*En el texto anterior, al comenzar la reflexión sobre la relación del mundo y Dios, hicimos mención del ateísmo como la negación, no sólo de aquella relación sino del mismo Dios. Hoy día nombrar a Dios se hace cada vez más difícil, debido a un proceso creciente de secularización del mundo y endiosamiento del hombre; éste, se ha enorgullecido de sí tanto que se ha olvidado de Dios. Ahora, quisiera detenerme brevemente para subrayar algunas de las causas fundamentales que están detrás de semejante actitud teórica o, simplemente, práctica.
*El ateísmo, que como fenómeno social –de masas- es algo relativamente reciente, encuentra en la mentalidad positivista, en la razón científica, una de sus principales explicaciones. El hombre moderno cree poder explicarlo todo siguiendo los parámetros de la ciencia empírica, de tal modo que ni la realidad es algo diverso de lo constatable, ni hay porqué buscar una explicación causal más allá de esa misma realidad. No cabe hablar de algo trascendente ni en el origen, ni tampoco en cuanto meta final.
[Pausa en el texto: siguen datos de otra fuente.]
//! Client for a local Ollama server's `/api/chat` endpoint.

use std::time::Duration;

use async_trait::async_trait;
use reqwest::Client;
use serde::{Deserialize, Serialize};
use tracing::debug;

use crate::error::Result;
use crate::llm::{http, LlmClient, Message};

pub const DEFAULT_OLLAMA_URL: &str = "http://localhost:11434";
pub const DEFAULT_OLLAMA_MODEL: &str = "llama3.2:3b";

const BACKEND: &str = "ollama";

#[derive(Debug, Clone)]
pub struct OllamaConfig {
    pub base_url: String,
    pub model: String,
    /// Deadline for each chat request. Local models can be slow to load.
    pub timeout: Duration,
}

impl Default for OllamaConfig {
    fn default() -> Self {
        Self {
            base_url: DEFAULT_OLLAMA_URL.to_string(),
            model: DEFAULT_OLLAMA_MODEL.to_string(),
            timeout: Duration::from_secs(60),
        }
    }
}

impl OllamaConfig {
    pub fn with_base_url(mut self, base_url: impl Into<String>) -> Self {
        self.base_url = base_url.into();
        self
    }

    pub fn with_model(mut self, model: impl Into<String>) -> Self {
        self.model = model.into();
        self
    }

    pub fn with_timeout(mut self, timeout: Duration) -> Self {
        self.timeout = timeout;
        self
    }
}

#[derive(Debug, Clone)]
pub struct OllamaClient {
    config: OllamaConfig,
    endpoint: String,
    http: Client,
}

impl OllamaClient {
    pub fn new(config: OllamaConfig) -> Result<Self> {
        let endpoint = format!("{}/api/chat", config.base_url.trim_end_matches('/'));
        Ok(Self {
            config,
            endpoint,
            http: http::client()?,
        })
    }
}

#[async_trait]
impl LlmClient for OllamaClient {
    async fn complete(&self, messages: &[Message]) -> Result<String> {
        debug!(model = %self.config.model, "Requesting chat from {}", self.endpoint);

        let request = self.http.post(&self.endpoint).json(&ChatRequest {
            model: &self.config.model,
            messages,
            stream: false,
            options: Sampling { temperature: 0.0 },
        });

        let reply: ChatReply = http::send_json(BACKEND, request, self.config.timeout).await?;
        http::require_answer(BACKEND, reply.message.map(|message| message.content))
    }
}

/// Ollama streams by default, so `stream: false` must be sent explicitly.
#[derive(Serialize)]
struct ChatRequest<'a> {
    model: &'a str,
    messages: &'a [Message],
    stream: bool,
    options: Sampling,
}

#[derive(Serialize)]
struct Sampling {
    temperature: f32,
}

#[derive(Deserialize)]
struct ChatReply {
    message: Option<ReplyMessage>,
}

#[derive(Deserialize)]
struct ReplyMessage {
    #[serde(default)]
    content: String,
}
//! tabletalk - ask questions about your CSV files in plain language.

mod cli;
mod logging;

use std::process::ExitCode;

use cli::{Cli, Command};
use serde::Serialize;
use tabletalk::api::{AskRequest, DatasetListRequest};
use tabletalk::config::Config;
use tabletalk::error::{Result, TabletalkError};
use tabletalk::Tabletalk;
use tracing::{debug, error};

#[tokio::main]
async fn main() -> ExitCode {
    let _ = dotenvy::dotenv();
    let cli = Cli::parse_args();

    if cli.log_file {
        logging::init_file_logging();
    } else {
        logging::init_stderr_logging();
    }

    match run(cli).await {
        Ok(output) => {
            println!("{output}");
            ExitCode::SUCCESS
        }
        Err(e) => {
            error!("{}: {}", e.category(), e);
            println!("{}", error_json(&e));
            ExitCode::FAILURE
        }
    }
}

async fn run(cli: Cli) -> Result<String> {
    let config_path = cli.config_path();
    debug!("Loading config from: {}", config_path.display());
    let config = Config::load_from_file(&config_path)?;

    let app = Tabletalk::connect(&config, cli.db.as_deref(), cli.llm.as_deref()).await?;
    let output = execute(&app, cli.command).await;
    app.close().await;
    output
}

async fn execute(app: &Tabletalk, command: Command) -> Result<String> {
    match command {
        Command::Upload { file, email } => to_json(&app.upload(&email, &file).await?),
        Command::Datasets { email } => to_json(
            &app.list_datasets(&DatasetListRequest { user_email: email })
                .await?,
        ),
        Command::Ask {
            dataset_id,
            question,
        } => to_json(
            &app.ask(&AskRequest {
                dataset_id,
                query: question.join(" "),
            })
            .await?,
        ),
        Command::Columns { dataset_id } => to_json(&app.columns(&dataset_id).await?),
    }
}

fn to_json<T: Serialize>(value: &T) -> Result<String> {
    serde_json::to_string_pretty(value)
        .map_err(|e| TabletalkError::internal(format!("Failed to serialize output: {e}")))
}

/// The failure document printed on stdout.
fn error_json(e: &TabletalkError) -> serde_json::Value {
    serde_json::json!({
        "error": e.category(),
        "message": e.user_message(),
    })
}
//! Dataset store integration tests.
//!
//! PostgreSQL tests require a running database; set DATABASE_URL to run them.

use std::sync::Arc;
use std::time::Duration;

use tabletalk::api::DatasetListRequest;
use tabletalk::ingest::parse_csv;
use tabletalk::llm::MockLlmClient;
use tabletalk::store::{DatasetStore, PostgresStore, SqliteStore, StoreBackend, Value};
use tabletalk::{Tabletalk, TabletalkError};
use tempfile::TempDir;

/// Helper to get test database URL from environment.
fn get_test_database_url() -> Option<String> {
    std::env::var("DATABASE_URL").ok()
}

/// Helper to create a test store.
async fn get_test_store() -> Option<PostgresStore> {
    let url = get_test_database_url()?;
    PostgresStore::connect(&url).await.ok()
}

#[tokio::test]
async fn test_sqlite_catalog_survives_reopen() {
    let dir = TempDir::new().unwrap();
    let path = dir.path().join("store.db");

    let store = SqliteStore::open(&path).await.unwrap();
    let table = parse_csv("a,b\n1,x\n2,y\n".as_bytes(), "first").unwrap();
    let record = store.store_table("a@x.io", &table).await.unwrap();
    store.close().await;

    let store = SqliteStore::open(&path).await.unwrap();
    let listed = store.list_datasets("a@x.io").await.unwrap();
    assert_eq!(listed.len(), 1);
    assert_eq!(listed[0].dataset_id, record.dataset_id);
    assert_eq!(listed[0].columns, vec!["a", "b"]);
    assert_eq!(
        store.sample_columns(&table.name).await.unwrap(),
        vec!["a", "b"]
    );
}

#[tokio::test]
async fn test_sqlite_listing_through_facade_is_newest_first() {
    let dir = TempDir::new().unwrap();
    let store: Arc<dyn DatasetStore> =
        Arc::new(SqliteStore::open(&dir.path().join("store.db")).await.unwrap());
    let app = Tabletalk::with_mock_llm(store, MockLlmClient::new());

    let first = app.upload_csv("a@x.io", "first", "n\n1\n").await.unwrap();
    let second = app.upload_csv("a@x.io", "second", "n\n1\n2\n").await.unwrap();

    let listed = app
        .list_datasets(&DatasetListRequest {
            user_email: "a@x.io".to_string(),
        })
        .await
        .unwrap();
    let ids: Vec<_> = listed.iter().map(|d| d.dataset_id.clone()).collect();
    assert_eq!(ids, vec![second.dataset_id, first.dataset_id]);
    assert_eq!(listed[0].rows, 2);
}

#[tokio::test]
async fn test_sqlite_malformed_csv_registers_nothing() {
    let dir = TempDir::new().unwrap();
    let store: Arc<dyn DatasetStore> =
        Arc::new(SqliteStore::open(&dir.path().join("store.db")).await.unwrap());
    let app = Tabletalk::with_mock_llm(store.clone(), MockLlmClient::new());

    let err = app
        .upload_csv("a@x.io", "broken", "a,b\n1,2\n3\n")
        .await
        .unwrap_err();
    assert!(matches!(err, TabletalkError::Ingest(_)));
    assert!(store.list_datasets("a@x.io").await.unwrap().is_empty());
}

#[tokio::test]
async fn test_postgres_store_and_query() {
    let Some(store) = get_test_store().await else {
        eprintln!("Skipping test: DATABASE_URL not set");
        return;
    };
    assert_eq!(store.backend(), StoreBackend::Postgres);

    let table = parse_csv(
        "region,sales,price\neast,10,1.5\nwest,20,2.25\neast,5,\n".as_bytes(),
        "pg_sales",
    )
    .unwrap();
    let record = store.store_table("pg@x.io", &table).await.unwrap();
    assert_eq!(record.rows, 3);

    let sql = format!(
        r#"SELECT "region", SUM("sales") AS "total" FROM {} GROUP BY "region" ORDER BY "region""#,
        table.name.quoted()
    );
    let result = store.query_table(&sql, Duration::from_secs(5)).await.unwrap();
    assert_eq!(result.rows.len(), 2);
    assert_eq!(result.rows[0][0], Value::from("east"));
    assert_eq!(result.rows[0][1], Value::Int(15));

    let listed = store.list_datasets("pg@x.io").await.unwrap();
    assert!(listed.iter().any(|d| d.dataset_id == record.dataset_id));

    store.close().await;
}

#[tokio::test]
async fn test_postgres_ask_end_to_end() {
    let Some(store) = get_test_store().await else {
        eprintln!("Skipping test: DATABASE_URL not set");
        return;
    };
    let app = Tabletalk::with_mock_llm(Arc::new(store), MockLlmClient::new());

    let uploaded = app
        .upload_csv("pg@x.io", "pg_ask", "city,visits\nrome,3\nparis,4\nrome,1\n")
        .await
        .unwrap();

    let response = app
        .ask(&tabletalk::api::AskRequest {
            dataset_id: uploaded.dataset_id,
            query: "average visits by city".to_string(),
        })
        .await
        .unwrap();
    assert_eq!(response.answer_text, "The result contains 2 records.");
    let chart = response.chart.unwrap();
    assert_eq!((chart.x.as_str(), chart.y.as_str()), ("city", "avg_visits"));

    app.close().await;
}

#[tokio::test]
async fn test_postgres_query_error_is_execution_error() {
    let Some(store) = get_test_store().await else {
        eprintln!("Skipping test: DATABASE_URL not set");
        return;
    };

    let err = store
        .query_table("SELECT no_such_column FROM pg_class_missing", Duration::from_secs(5))
        .await
        .unwrap_err();
    assert!(matches!(err, TabletalkError::QueryExecution(_)));

    store.close().await;
}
Dios resulta, como decía un científico a Napoleón, una hipótesis simplemente inútil.
*Además, el anhelo de libertad y autonomía, propio de todo hombre, cuando se desata y absolutiza se rebela contra toda presunta condición o determinación ajena a sí misma. El ansia de libertad, inscrita en el corazón humano, parece chocar de bruces con la existencia de un Dios absoluto, todopoderoso y omnisciente, que pondría en peligro esa misma libertad. Si Dios existe el hombre no podría ser jamás él mismo y se vería condenado a una especie de infantilismo no sólo intelectual sino existencial, radical; y si el hombre es dueño de sí mismo, entonces resulta incómoda o inútil la existencia de un ser trascendente y divino.
*Una situación contra la que se estrella la razón autosuficiente del hombre, comprobando su incapacidad para resolver todo cuanto le sale al paso, es la existencia del dolor, la experiencia escandalosa del mal, en cualquiera de los sentidos que pensemos. Si el mal existe, es imposible que Dios exista, o que viva enriquecido por los atributos y cualidades que tradicionalmente le atribuimos: o bien Dios no es bueno (podría combatir el mal pero no quiere), o Dios no es poderoso (y entonces quiere pero no puede acabar contra la tiranía del mal). Si el sufrimiento se ceba con los inocentes de la sociedad, con los niños, nos ofrece un argumento recurrido para cuestionar o incluso negar la existencia de un Dios que pretende ser amor.
*Hay una causa última que da razón del ateísmo, como hecho más o menos reciente: se trata del pensamiento judeo-cristiano. Me explico bien, y entiéndase, por favor: no digo que el evangelio sea origen de la negación de Dios (¡es todo lo contrario!), pero sí que aporta al pensamiento y a la cultura una visión del mundo y del hombre a partir de la cual se ha desarrollado el ateísmo. La afirmación de la trascendencia absoluta de Dios, por un lado, así como la interpretación de lo creado como bueno, la capacidad de la razón humana y una cierta autonomía de lo natural respecto incluso de su creador, por otro, es la base sobre la que se edifica la secularidad del orden temporal, de los asuntos sociales o políticos. Evitar el panteísmo, en filosofía, o la teocracia, en política, es condición imprescindible para garantizar al hombre su propia dignidad individual; y hacia eso nos dirige el pensamiento cristiano.Pero cuando esta visión se pervierte, puede llegar a una soberbia concepción en virtud de la cual el sujeto termina por absolutizarse, sin más referencia causal que a sí mismo.